El futuro de la civilización europea depende en gran parte de la decidida defensa y promoción de los valores de la vida, núcleo de su patrimonio cultural
Terminó el sínodo de obispos sobre la familia en Roma. Hará falta algún tiempo para asimilar las recomendaciones que los participantes dejan en manos del Papa. Todas han sido aprobadas por la mayoría indispensable: más de dos tercios. Pero el consenso deja de ser nota habitual, para recibir muchos noes en proposiciones conflictivas.
Entretanto, me queda la sensación de que sigue sin abordarse a fondo el problema del envejecimiento de la población mundial y, muy concretamente de la de Europa. Viene de antiguo. Hace ya casi medio siglo desde que el primer país, Alemania, llegó a la cifra fatídica del crecimiento cero, después de traspasar a la baja las tasas de natalidad que aseguran el relevo generacional. Estos últimos días, cuando algunos vaticanistas presentaban una especie de confrontación entre Europa y África, pensaba que podía ser real, pero en términos distintos: justamente porque los problemas de la familia se ven de modo distinto con la óptica de los años, se establecen diferencias lógicas en quienes los observan desde el optimismo de la juventud o el pesimismo de la vejez.
Lo señaló el Concilio Vaticano II y documentos magisteriales posteriores, como la exhortación apostólica postsinodal de san Juan Pablo IIEcclesia in Europa, de 2003. A partir de una proposición concreta, escribía en n. 95: “El envejecimiento y la disminución de la población que se advierte en muchos Países de Europa es motivo de preocupación; en efecto, la disminución de los nacimientos es síntoma de escasa serenidad ante el propio futuro; manifiesta claramente una falta de esperanza y es signo de la «cultura de la muerte» que invade la sociedad actual”.
El papa recordaba otros signos que, con la disminución de la natalidad, "contribuyen a delinear el eclipse del valor de la vida y a desencadenar una especie de conspiración contra ella”. La crisis resultaba evidente por la ya amplísima difusión del aborto, realizado incluso con productos químico-farmacéuticos que hacen innecesario acudir al médico y eluden la responsabilidad social. Como es bien sabido, la creciente legislación bioética promulgada en tantos Estados ha incorporado como legales soluciones prácticas que desconocen la esencia moral del amor humano y de la procreación de los hijos.
El envejecimiento pesimista avanza también hacia la ampliación de los supuestos de legalización de la eutanasia, no sin resistencia en países como Francia (quizá también como reflejo de una mayor cultura de la vida, que le sitúa en los primeros lugares de las tasas de fecundidad de Europa).
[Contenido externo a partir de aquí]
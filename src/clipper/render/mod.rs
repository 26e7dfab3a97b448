//! Renderer collaborator: turns one chunk window plus its subtitle
//! artifact into an encoded vertical clip.

mod ffmpeg;
mod layout;

use std::path::Path;

use crate::clipper::error::ClipperError;
use crate::clipper::schedule::ChunkWindow;

pub use ffmpeg::FfmpegRenderer;
pub use layout::RenderLayout;

/// Everything the renderer needs for one chunk.
#[derive(Debug, Clone, Copy)]
pub struct RenderRequest<'a> {
    pub input: &'a Path,
    pub window: &'a ChunkWindow,
    /// Serialized ASS track for this chunk
    pub subtitle_path: &'a Path,
    pub output: &'a Path,
}

pub trait Renderer {
    fn render(&self, request: &RenderRequest<'_>) -> Result<(), ClipperError>;
}

/// Geometry and encoder knobs owned by the renderer.
#[derive(Debug, Clone, PartialEq)]
pub struct EncodeSettings {
    pub layout: RenderLayout,
    pub canvas_width: u32,
    pub canvas_height: u32,
    pub blur: u32,
    pub frame_rate: u32,
    pub preset: String,
    pub crf: u32,
    pub audio_bitrate: String,
}

impl Default for EncodeSettings {
    fn default() -> Self {
        Self {
            layout: RenderLayout::default(),
            canvas_width: 1080,
            canvas_height: 1920,
            blur: 20,
            frame_rate: 30,
            preset: "slow".to_string(),
            crf: 18,
            audio_bitrate: "192k".to_string(),
        }
    }
}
No es preciso recordar ahora el espléndido análisis de este tipo de cuestiones condensado en la encíclica Evangelium vitae de 1995, desde la convicción pontificia de que “el futuro de la civilización europea depende en gran parte de la decidida defensa y promoción de los valores de la vida, núcleo de su patrimonio cultural”.
Por eso, los obispos presentes en aquel sínodo extraordinario sobre Europa animaba a los matrimonios y familias cristianas “a ayudarse mutuamente a ser fieles a su misión de colaboradores de Dios en la procreación y educación de nuevas criaturas”, y pedía a los Estados y a la Unión Europea “políticas clarividentes que promuevan las condiciones concretas de vivienda, trabajo y servicios sociales, idóneas para favorecer la constitución de la familia, la realización de la vocación a la maternidad y a la paternidad, y, además, aseguren a la Europa de hoy el recurso más precioso: los europeos del mañana”.
La apuesta sigue abierta, como recordó en su día Benedicto XVI en el último viaje pastoral a Alemania. Manifestó una vez más la necesidad de la nueva evangelización, superadora de las rutinas, el ensimismamiento o la falta de entusiasmo, a diferencia de la realidad alegre detectada −desde la enorme falta de medios humanos− en su viaje a países jóvenes de África. El domingo 25 de septiembre de 2011, en la homilía pronunciada en la explanada del aeropuerto turístico de Friburgo, concluía: “La Iglesia en Alemania continuará siendo una bendición para la comunidad católica mundial si permanece fielmente unida a los sucesores de San Pedro y de los Apóstoles, si cuida de diversos modos la colaboración con los países de misión y se deja también contagiar por la alegría en la fe de las jóvenes Iglesias”.
La continuidad del papa Francisco resulta evidente. Basta citar sólo el título de su documento casi programático: Evangelii gaudium, la alegría del Evangelio. El esfuerzo por el rejuvenecimiento de la fe y la renovación en Cristo tendrá consecuencias doctrinales y culturales, capaces de cimentar una concepción de la vida optimista.